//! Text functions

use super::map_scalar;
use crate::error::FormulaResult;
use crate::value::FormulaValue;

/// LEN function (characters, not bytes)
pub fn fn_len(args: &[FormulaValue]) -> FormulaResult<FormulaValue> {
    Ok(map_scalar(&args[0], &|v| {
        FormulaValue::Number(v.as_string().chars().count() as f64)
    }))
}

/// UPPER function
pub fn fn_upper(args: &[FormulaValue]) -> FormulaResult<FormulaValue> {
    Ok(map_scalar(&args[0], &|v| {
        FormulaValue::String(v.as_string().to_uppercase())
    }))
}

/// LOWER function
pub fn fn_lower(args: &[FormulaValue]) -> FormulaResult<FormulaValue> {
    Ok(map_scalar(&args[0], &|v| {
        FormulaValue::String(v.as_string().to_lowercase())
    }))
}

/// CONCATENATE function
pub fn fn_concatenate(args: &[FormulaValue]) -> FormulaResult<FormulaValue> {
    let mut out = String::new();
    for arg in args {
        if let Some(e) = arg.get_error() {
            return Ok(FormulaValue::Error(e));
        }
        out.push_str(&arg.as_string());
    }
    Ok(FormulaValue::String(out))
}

* _Problem requirements_: The answer must be every line of the records that contains the word "crate".

* _Exercise solution_:
use crate::error::FormulaResult;
use crate::value::FormulaValue;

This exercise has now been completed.